Unlikely bedfellows

New York-based multititle cataloger Redcats USA is turning its attention to the outdoors. On May 5 it announced a definitive agreement to acquire South St. Paul, MN-based The Sportsman’s Guide for $31 a share, or roughly $265 million. Sportman’s Guide had sales of $285.1 million in 2005.

The U.S. division of French direct marketing powerhouse Pinault-Printemps-Redoute (PPR), Redcats USA sells primarily women’s apparel and home products via titles that include Chadwick’s of Boston, La Redoute, Roaman’s, and BrylaneHome; it also mails the KingSize catalog of clothing for big-and-tall men.

The Sportsman’s Guide specializes in outdoor gear and sporting goods. In June 2004 it purchased The Golf Warehouse (TGW), and this past March it entered the baseball and softball markets with two Websites, www.BaseballSavings.com and www.SoftballSavings.com. Sportsman’s Guide president/CEO Gregory R. Binkley and other members of senior management have agreed to remain with the company after the merger.

Neither The Sportsman’s Guide nor Redcats USA would comment on the transaction. But David Solomon, managing director for New York-based investment banking firm Goldsmith Agio Helms, says he was surprised by the unlikely alliance between an apparel cataloger and an outdoor mailer — although he notes, “Redcats CEO Eric Faintreny has been talking about moving away from his dependence on apparel.”

Indeed, “the purchase of Sportsman’s Guide would seem to indicate a strategic shift in Redcats USA’s focus from women’s to men’s and from soft lines to hard lines,” says Ken Hathaway, president of Litchfield, CT-based consultancy Hathaway & Lane.

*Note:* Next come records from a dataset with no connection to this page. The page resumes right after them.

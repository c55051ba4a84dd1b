//! Machine state and hardware signal types.
//!
//! State enums use `#[repr(u8)]` for compact layout. Hardware signal sets
//! (limit switches, control inputs, spindle and coolant outputs) use the
//! `bitflags` crate so a whole set can be sampled as one word.

use bitflags::bitflags;
use serde::{Deserialize, Serialize};

use crate::consts::{AXIS_LETTERS, MAX_AXES};

// ─── Machine State ──────────────────────────────────────────────────

/// Discrete machine state as seen by the reporting layer.
///
/// `ToolChange` is never stored by the motion subsystem: it is derived from
/// `Cycle` plus a pending tool change (see [`MachineState::display`]).
#[derive(Debug, Clone, Copy, PartialEq, Eq, Hash, Serialize, Deserialize, Default)]
#[repr(u8)]
pub enum MachineState {
    /// Ready, no motion.
    #[default]
    Idle = 0,
    /// Program running.
    Cycle = 1,
    /// Feed hold active or in progress.
    Hold = 2,
    /// Jogging.
    Jog = 3,
    /// Homing cycle.
    Homing = 4,
    /// Alarm lock.
    Alarm = 5,
    /// Emergency stop input asserted.
    EStop = 6,
    /// G-code check mode.
    CheckMode = 7,
    /// Safety door open.
    SafetyDoor = 8,
    /// Sleep mode.
    Sleep = 9,
    /// Running, waiting on a tool change.
    ToolChange = 10,
}

impl MachineState {
    /// Convert from raw `u8`. Returns `None` for invalid values.
    #[inline]
    pub const fn from_u8(value: u8) -> Option<Self> {
        match value {
            0 => Some(Self::Idle),
            1 => Some(Self::Cycle),
            2 => Some(Self::Hold),
            3 => Some(Self::Jog),
            4 => Some(Self::Homing),
            5 => Some(Self::Alarm),
            6 => Some(Self::EStop),
            7 => Some(Self::CheckMode),
            8 => Some(Self::SafetyDoor),
            9 => Some(Self::Sleep),
            10 => Some(Self::ToolChange),
            _ => None,
        }
    }

    /// State shown to the host: a running machine with a pending tool
    /// change is displayed as `ToolChange`.
    #[inline]
    pub const fn display(self, tool_change_pending: bool) -> Self {
        match self {
            Self::Cycle if tool_change_pending => Self::ToolChange,
            other => other,
        }
    }

    /// Returns true for the busy set {Homing, Cycle, Hold, Jog, SafetyDoor}
    /// which selects the slow refresh intervals.
    #[inline]
    pub const fn is_busy(self) -> bool {
        matches!(
            self,
            Self::Homing | Self::Cycle | Self::Hold | Self::Jog | Self::SafetyDoor
        )
    }

    /// Status report token for this state (without sub-state).
    pub const fn token(self) -> &'static str {
        match self {
            Self::Idle => "Idle",
            Self::Cycle => "Run",
            Self::Hold => "Hold",
            Self::Jog => "Jog",
            Self::Homing => "Home",
            Self::Alarm | Self::EStop => "Alarm",
            Self::CheckMode => "Check",
            Self::SafetyDoor => "Door",
            Self::Sleep => "Sleep",
            Self::ToolChange => "Tool",
        }
    }
}

/// Probing cycle progress as tracked by the motion subsystem.
#[derive(Debug, Clone, Copy, PartialEq, Eq, Hash, Serialize, Deserialize, Default)]
#[repr(u8)]
pub enum ProbingState {
    /// No probing cycle.
    #[default]
    Off = 0,
    /// Probing motion in progress.
    Active = 1,
}

/// Probe input state. A controller without a probe reports
/// `connected = true, triggered = false`.
#[derive(Debug, Clone, Copy, PartialEq, Eq, Hash, Serialize, Deserialize)]
pub struct ProbeState {
    /// Probe is connected.
    pub connected: bool,
    /// Probe contact is closed.
    pub triggered: bool,
}

impl Default for ProbeState {
    fn default() -> Self {
        Self {
            connected: true,
            triggered: false,
        }
    }
}

// ─── Signal Sets ────────────────────────────────────────────────────

bitflags! {
    /// One bit per axis; used for limit inputs, homed axes and scaling.
    #[derive(Debug, Clone, Copy, PartialEq, Eq, Hash, Default)]
    pub struct AxesSignals: u8 {
        const X = 0x01;
        const Y = 0x02;
        const Z = 0x04;
        const A = 0x08;
        const B = 0x10;
        const C = 0x20;
    }
}

impl AxesSignals {
    /// Mask with one bit set for each of the first `axis_count` axes.
    #[inline]
    pub const fn for_axis_count(axis_count: u8) -> Self {
        let n = if axis_count as usize > MAX_AXES {
            MAX_AXES as u8
        } else {
            axis_count
        };
        Self::from_bits_truncate(((1u16 << n) - 1) as u8)
    }

    /// Iterate the axis letters of the set bits, in axis order.
    pub fn letters(self) -> impl Iterator<Item = &'static str> {
        AXIS_LETTERS
            .iter()
            .enumerate()
            .filter(move |(idx, _)| self.bits() & (1 << idx) != 0)
            .map(|(_, letter)| *letter)
    }
}

bitflags! {
    /// Control input pins.
    #[derive(Debug, Clone, Copy, PartialEq, Eq, Hash, Default)]
    pub struct ControlSignals: u16 {
        const RESET            = 0x0001;
        const FEED_HOLD        = 0x0002;
        const CYCLE_START      = 0x0004;
        const SAFETY_DOOR_AJAR = 0x0008;
        const BLOCK_DELETE     = 0x0010;
        const STOP_DISABLE     = 0x0020;
        const E_STOP           = 0x0040;
        const PROBE_DISCONNECTED = 0x0080;
        const MOTOR_FAULT      = 0x0100;
        const MOTOR_WARNING    = 0x0200;
        const LIMITS_OVERRIDE  = 0x0400;
    }
}

bitflags! {
    /// Spindle output state.
    #[derive(Debug, Clone, Copy, PartialEq, Eq, Hash, Default)]
    pub struct SpindleState: u8 {
        const ON            = 0x01;
        const CCW           = 0x02;
        const AT_SPEED      = 0x04;
        const ENCODER_ERROR = 0x08;
    }
}

impl SpindleState {
    #[inline]
    pub const fn is_on(self) -> bool {
        self.contains(Self::ON)
    }
}

bitflags! {
    /// Coolant output state.
    #[derive(Debug, Clone, Copy, PartialEq, Eq, Hash, Default)]
    pub struct CoolantState: u8 {
        const FLOOD = 0x01;
        const MIST  = 0x02;
    }
}

/// Work coordinate system index: 0..=8 are G54..G59.3, then G28, G30, G92.
pub type CoordSystemId = u8;

/// Index of the G28 stored position in the coordinate data store.
pub const COORD_SYSTEM_G28: CoordSystemId = 9;
/// Index of the G30 stored position in the coordinate data store.
pub const COORD_SYSTEM_G30: CoordSystemId = 10;
/// Index of the (non-persistent) G92 offset.
pub const COORD_SYSTEM_G92: CoordSystemId = 11;
/// Number of coordinate data slots, G92 included.
pub const N_COORDINATE_SYSTEMS: CoordSystemId = 12;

Nonetheless, integrating Sportsman’s Guide into the Redcats fold could carry some risk. “The product line has different distribution requirements,” Hathaway says. “The order curve is different and with different geographic skewing. The customer service requirements for product knowledge are far more specialized than for the current Redcats product lines.”

“Redcats USA is a female demographic, and The Sportsman’s Guide is a male demographic,” Solomon says. “Redcats’ home and apparel businesses are probably 90% female. If you’re looking for cross-selling synergies and demographic, it’s not going to happen with this deal. They could leverage inhouse expertise on direct marketing and sourcing, but that’s about it. It’s a diversification. Companies do that when they feel they are running out of room for growth.”

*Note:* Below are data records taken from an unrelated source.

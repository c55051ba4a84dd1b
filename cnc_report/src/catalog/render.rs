//! Row renderers for settings, groups, alarms and errors.

use cnc_common::codes::{AlarmDescriptor, ErrorDescriptor};
use cnc_common::consts::{ASCII_EOL, AXIS_LETTERS};
use cnc_common::settings::{
    Datatype, SettingDescriptor, SettingGroupDescriptor, SettingValue, SettingsStore, group,
};

use crate::bitfield::{LegendStyle, write_legend};
use crate::stream::StreamWriter;

/// Output form of catalog rows.
#[derive(Debug, Clone, Copy, PartialEq, Eq, Default)]
pub enum RenderMode {
    /// `$<id>: <name> ...` lines for people.
    #[default]
    Human,
    /// `[SETTING:...]` records for host software.
    Machine,
}

/// Axis letter prefix for per-axis settings.
fn axis_prefix(setting: &SettingDescriptor, offset: u8) -> &'static str {
    if setting.group == group::AXIS0 {
        AXIS_LETTERS.get(offset as usize).copied().unwrap_or("")
    } else {
        ""
    }
}

/// Render one setting instance (`setting.id + offset`).
pub fn render_setting(
    out: &mut dyn StreamWriter,
    setting: &SettingDescriptor,
    offset: u8,
    mode: RenderMode,
) {
    let id = setting.id + offset as u16;
    let letter = axis_prefix(setting, offset);

    match mode {
        RenderMode::Human => {
            write!(out, "${id}: {letter}{}", setting.name);

            match setting.datatype.external() {
                Datatype::AxisMask => out.write(" as axismask"),
                Datatype::Bool => out.write(" as boolean"),
                Datatype::Bitfield => {
                    out.write(" as bitfield:");
                    write_legend(out, setting.format.unwrap_or(""), LegendStyle::Bitmap);
                }
                Datatype::XBitfield => {
                    out.write(" as bitfield where setting bit 0 enables the rest:");
                    write_legend(out, setting.format.unwrap_or(""), LegendStyle::Bitmap);
                }
                Datatype::RadioButtons => {
                    out.write(":");
                    write_legend(out, setting.format.unwrap_or(""), LegendStyle::Sequential);
                }
                Datatype::IPv4 => out.write(" as IP address"),
                _ => {
                    if let Some(unit) = setting.unit {
                        write!(out, " in {unit}");
                    }
                }
            }

            match (setting.min_value, setting.max_value) {
                (Some(min), Some(max)) => write!(out, ", range: {min} - {max}"),
                _ if setting.datatype.is_list() => {}
                (min, max) => {
                    if let Some(min) = min {
                        write!(out, ", min: {min}");
                    }
                    if let Some(max) = max {
                        write!(out, ", max: {max}");
                    }
                }
            }
        }
        RenderMode::Machine => {
            let group_id = if setting.group == group::AXIS0 {
                setting.group + offset
            } else {
                setting.group
            };
            let min = if setting.datatype.is_list() {
                ""
            } else {
                setting.min_value.unwrap_or("")
            };
            write!(
                out,
                "[SETTING:{id}|{group_id}|{letter}{}|{}|{}|{}|{min}|{}]",
                setting.name,
                setting.unit.unwrap_or(""),
                setting.datatype.code(),
                setting.format.unwrap_or(""),
                setting.max_value.unwrap_or(""),
            );
        }
    }

    out.write(ASCII_EOL);
}

/// Render a group: a `[SETTINGGROUP:...]` record without a prefix, or
/// `<prefix><name>` with one (the root group is omitted then).
pub fn render_group(out: &mut dyn StreamWriter, group: &SettingGroupDescriptor, prefix: Option<&str>) {
    match prefix {
        None => write!(
            out,
            "[SETTINGGROUP:{}|{}|{}]{ASCII_EOL}",
            group.id, group.parent, group.name
        ),
        Some(_) if group.id == group::ROOT => {}
        Some(prefix) => write!(out, "{prefix}{}{ASCII_EOL}", group.name),
    }
}

pub fn render_alarm(out: &mut dyn StreamWriter, alarm: &AlarmDescriptor) {
    write!(
        out,
        "[ALARMCODE:{}|{}|{}]{ASCII_EOL}",
        alarm.id,
        alarm.name,
        alarm.description.unwrap_or("")
    );
}

pub fn render_error(out: &mut dyn StreamWriter, error: &ErrorDescriptor) {
    write!(
        out,
        "[ERRORCODE:{}|{}|{}]{ASCII_EOL}",
        error.id,
        error.name,
        error.description.unwrap_or("")
    );
}

/// Number of fractional digits in a `###0.000` style format.
fn format_decimals(format: Option<&str>) -> usize {
    format
        .and_then(|f| f.split_once('.'))
        .map(|(_, frac)| frac.len())
        .unwrap_or(3)
}

/// Render `$<id>=<value>`. Descriptors without an accessor print `N/A`;
/// a value the store cannot supply prints nothing.
pub fn render_setting_value(
    out: &mut dyn StreamWriter,
    setting: &SettingDescriptor,
    offset: u8,
    store: &dyn SettingsStore,
) {
    let id = setting.id + offset as u16;

    let Some(accessor) = setting.value else {
        write!(out, "${id}=N/A{ASCII_EOL}");
        return;
    };

    match accessor(store, id) {
        Some(SettingValue::Integer(v)) => write!(out, "${id}={v}{ASCII_EOL}"),
        Some(SettingValue::Decimal(v)) => {
            let decimals = format_decimals(setting.format);
            write!(out, "${id}={v:.decimals$}{ASCII_EOL}");
        }
        Some(SettingValue::Text(v)) => write!(out, "${id}={v}{ASCII_EOL}"),
        None => {}
    }
}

Compensating for a pending loss?

Fred Anderson, founder of South Orange, NJ-based investment bank Anderson Direct, says the acquisition could be the first step in an overall strategy to compensate for the pending loss of Redcats’ Lane Bryant catalog of plus-size women’s apparel. The trademark to that title is scheduled to revert back in 2007 to Bensalem, PA-based retailer Charming Shoppes, which has owned and operated the Lane Bryant stores since 2001. Its acquisition of multititle mailer Crosstown Traders last year was, as Charming Shoppes chairman/CEO/president Dorrit Bern said at the time, “a key step in our preparation for the launch of our own catalog.”

Solomon estimates that Redcats USA paid about 12.8 times earnings before interest, taxes, depreciation, and amortization (EBITDA). He pegs the enterprise value — debt plus equity minus cash — at $250 million. The deal is expected to close in the third quarter.

With a scarcity of $100-million-plus companies in the direct marketing industry, the deal illustrates just how far industry leaders such as Redcats will stretch from their core to pick up $300 million in revenue, says Michael Petsky, a partner with New York-based investment bank Petsky Prunier. And the estimated 12.8 multiple demonstrates that sizable properties such as Sportsman’s Guide will not come cheaply.